Types of Seizures
Seizures is a neurologic condition where there is an alteration in the electrical impulses of the brain causing sudden, involuntary movement of the muscles and altered level of consciousness. More commonly, seizures, also called convulsions when occurring among children, alone are not illnesses but signs of some other medical condition or syndrome. However, there are people who suffer from epilepsy, a seizure disorder where the individual manifests two episodes of seizures but no medical condition can be seen to cause this improper brain impulse conduction.
A guide in understanding and dealing properly with presence of seizures is to understand the type of seizures that happens in humans. In order to appreciate learning about the different kinds and forms of seizures, it must be categorized between primary and secondary seizures, and further between partial and generalized seizures.
Primary seizures are those that result from altered structure or transmission of impulses in the brain. This is directly caused by a nervous system disorder, and epilepsy is usually the said problem. On the other hand, secondary seizures are caused by other medical conditions aside from altered electrical impulses in the brain and may be cardiovascular, infectious or metabolic in nature.
The other method of classifying type of seizures is between partial and generalized seizures.
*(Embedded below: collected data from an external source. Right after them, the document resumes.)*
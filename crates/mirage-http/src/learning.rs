//! The learning buffer and the background learning worker
//!
//! Handlers append one observation per completed upstream call; a single
//! long-lived worker drains the buffer (when it reaches its threshold, and
//! on a steady 5 s poll) and folds each observation into the endpoint's
//! learned behavior, one item per store update so a poisoned item never
//! aborts the batch.

use crate::state::AppState;
use mirage_core::SchemaNode;
use mirage_store::Behavior;
use parking_lot::Mutex;
use serde_json::Value;
use std::time::Duration;
use tokio::sync::Notify;
use tokio::task::JoinHandle;
use tokio_util::sync::CancellationToken;
use tracing::{debug, error, info, warn};

/// Steady-state EWMA weight for latency, distribution, and error rate.
pub const STEADY_ALPHA: f64 = 0.1;

/// How often the worker drains regardless of buffer fill.
const POLL_INTERVAL: Duration = Duration::from_secs(5);

/// One observed request/response pair awaiting learning.
#[derive(Debug, Clone)]
pub struct Observation {
    /// HTTP method.
    pub method: String,
    /// Normalized path pattern.
    pub pattern: String,
    /// Response status (502 for failover synthetics).
    pub status: u16,
    /// Observed latency in milliseconds.
    pub latency_ms: f64,
    /// Parsed request body, when it was valid JSON.
    pub request_body: Option<Value>,
    /// Parsed response body, when it was valid JSON.
    pub response_body: Option<Value>,
}

/// The shared, unbounded observation buffer.
///
/// The mutex is held only to append or to swap the contents out; a
/// [`Notify`] wakes the worker when the drain threshold is reached.
pub struct LearningBuffer {
    items: Mutex<Vec<Observation>>,
    threshold: usize,
    notify: Notify,
}

impl LearningBuffer {
    /// Create a buffer that requests a drain at `threshold` items.
    pub fn new(threshold: usize) -> Self {
        Self {
            items: Mutex::new(Vec::new()),
            threshold: threshold.max(1),
            notify: Notify::new(),
        }
    }

    /// The configured drain threshold.
    pub fn threshold(&self) -> usize {
        self.threshold
    }

    /// Append an observation, waking the worker at the threshold.
    pub fn push(&self, observation: Observation) {
        let len = {
            let mut items = self.items.lock();
            items.push(observation);
            items.len()
        };
        if len >= self.threshold {
            self.notify.notify_one();
        }
        if len > self.threshold * 10 {
            warn!(
                buffered = len,
                threshold = self.threshold,
                "learning buffer growing faster than it drains"
            );
        }
    }

    /// Swap the contents out under the lock.
    pub fn swap(&self) -> Vec<Observation> {
        std::mem::take(&mut *self.items.lock())
    }

    /// Current number of buffered observations.
    pub fn len(&self) -> usize {
        self.items.lock().len()
    }

    /// Whether the buffer is empty.
    pub fn is_empty(&self) -> bool {
        self.items.lock().is_empty()
    }

    /// Wait until a push reaches the threshold.
    pub async fn notified(&self) {
        self.notify.notified().await;
    }
}

/// Fold one observation into a learned behavior.
///
/// The first real observation snaps the 400 ms default outright; every
/// later one applies the steady-state EWMA. The status distribution is
/// renormalized so its values always sum to 1.
pub fn apply_observation(behavior: &mut Behavior, observation: &Observation) {
    let is_error = if observation.status >= 400 { 1.0 } else { 0.0 };

    if behavior.is_unobserved() {
        behavior.latency_mean = observation.latency_ms;
        behavior.error_rate = is_error;
        behavior
            .status_code_distribution
            .insert(observation.status.to_string(), 1.0);
    } else {
        behavior.latency_mean =
            behavior.latency_mean * (1.0 - STEADY_ALPHA) + observation.latency_ms * STEADY_ALPHA;

        // Track variance alongside the mean so simulated latency keeps a
        // realistic spread
        let deviation = observation.latency_ms - behavior.latency_mean;
        let variance = behavior.latency_std.powi(2) * (1.0 - STEADY_ALPHA)
            + deviation.powi(2) * STEADY_ALPHA;
        behavior.latency_std = variance.sqrt();

        for value in behavior.status_code_distribution.values_mut() {
            *value *= 1.0 - STEADY_ALPHA;
        }
        *behavior
            .status_code_distribution
            .entry(observation.status.to_string())
            .or_insert(0.0) += STEADY_ALPHA;
        let total: f64 = behavior.status_code_distribution.values().sum();
        if total > 0.0 {
            for value in behavior.status_code_distribution.values_mut() {
                *value /= total;
            }
        }

        behavior.error_rate =
            behavior.error_rate * (1.0 - STEADY_ALPHA) + is_error * STEADY_ALPHA;
    }

    // Schemas: successful responses, any request body. Scalar top-level
    // payloads still count; they land in the root metadata as a leaf.
    if observation.status < 300 {
        if let Some(body) = &observation.response_body {
            behavior.response_schema =
                Some(SchemaNode::learn(behavior.response_schema.take(), body));
        }
    }
    if let Some(body) = &observation.request_body {
        behavior.request_schema = Some(SchemaNode::learn(behavior.request_schema.take(), body));
    }
}

/// Spawn the single learning worker task.
///
/// It drains when the buffer reaches its threshold and on every poll tick,
/// and flushes whatever is left when `shutdown` fires.
pub fn spawn_worker(state: AppState, shutdown: CancellationToken) -> JoinHandle<()> {
    tokio::spawn(async move {
        let mut interval = tokio::time::interval(POLL_INTERVAL);
        interval.set_missed_tick_behavior(tokio::time::MissedTickBehavior::Delay);
        info!(threshold = state.buffer.threshold(), "learning worker started");

        loop {
            tokio::select! {
                _ = interval.tick() => {}
                () = state.buffer.notified() => {}
                () = shutdown.cancelled() => {
                    drain(&state).await;
                    info!("learning worker stopped");
                    return;
                }
            }
            if state.buffer.len() >= state.buffer.threshold() {
                drain(&state).await;
            }
        }
    })
}

/// Swap the buffer out and process the snapshot, one item at a time.
pub async fn drain(state: &AppState) {
    let batch = state.buffer.swap();
    if batch.is_empty() {
        return;
    }

    let mut learned = 0usize;
    for observation in &batch {
        match process_item(state, observation).await {
            Ok(()) => {
                learned += 1;
                debug!(
                    method = %observation.method,
                    pattern = %observation.pattern,
                    status = observation.status,
                    latency_ms = observation.latency_ms,
                    "observation learned"
                );
            }
            Err(e) => {
                // One poisoned item must not abort the batch
                error!(
                    method = %observation.method,
                    pattern = %observation.pattern,
                    error = %e,
                    "failed to learn observation"
                );
            }
        }
    }
    debug!(batch = batch.len(), learned, "learning batch processed");
}

async fn process_item(state: &AppState, observation: &Observation) -> mirage_store::Result<()> {
    let target = state.platform.target_url().unwrap_or_default();
    let endpoint = state
        .store
        .get_or_create_endpoint(&observation.method, &observation.pattern, &target)
        .await?;

    let mut behavior = state
        .store
        .behavior(endpoint.id)
        .await?
        .unwrap_or_else(|| Behavior::defaults(endpoint.id));

    apply_observation(&mut behavior, observation);
    state.store.update_behavior(&behavior).await
}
Partial seizures refer to altered electrical impulses that are focused or confined to a small area in the brain while generalized seizures are those that are characterized by extensive alteration in normal impulse transmission in more than a region of the brain. It must also be noted that some seizures may begin as partial and later become converted to generalized seizure, and vice versa. Moreover there are further types of seizures under the categories based on extent of affected area in the brain.
Partial seizures may be categorized as simple partial, complex partial and secondary generalized seizures. In the simple partial type, there is no noted change in level of consciousness but the persons affected by it manifest motor symptoms such as jerking, stiffening, spasms and head turning; sensory symptoms seen as unusual changes in any of the five senses; and psychological symptoms seen as changes in memory or emotional ability.
Complex partial seizures usually affect the temporal lobe of the brain, and this is the type of seizures that causes changes in consciousness. Persons with this kind of seizure share similar symptoms with simple partial type plus presentation of repetitive, involuntary movements such as lip smacking, walking and fidgeting. Inappropriate behavior may also be seen. Secondary generalized seizures begin as simple partial but convert into grand mal pr generalized kind of seizures.
Generalized seizures may be classified into absence, atypical absence, tonic-clonic, tonic, clonic, atonic and myoclonic seizures. Absence seizures are those manifested by short loss of consciousness about a few seconds and with minimal or no other symptoms at all. Tonic seizures involve muscle stiffness while clonic has repeated, jerking movements. Atonic seizures present as sudden loss of muscle tone, myoclonic has jerky movements in the body that occur in episodes and tonic-clonic (grand mal) seizures shows loss of consciousness, uncontrolled movements and muscle rigidity.
The importance of understanding the type of seizures presented by an individual is in how the symptom may be managed and handled by the health care providers or the person witnessing it.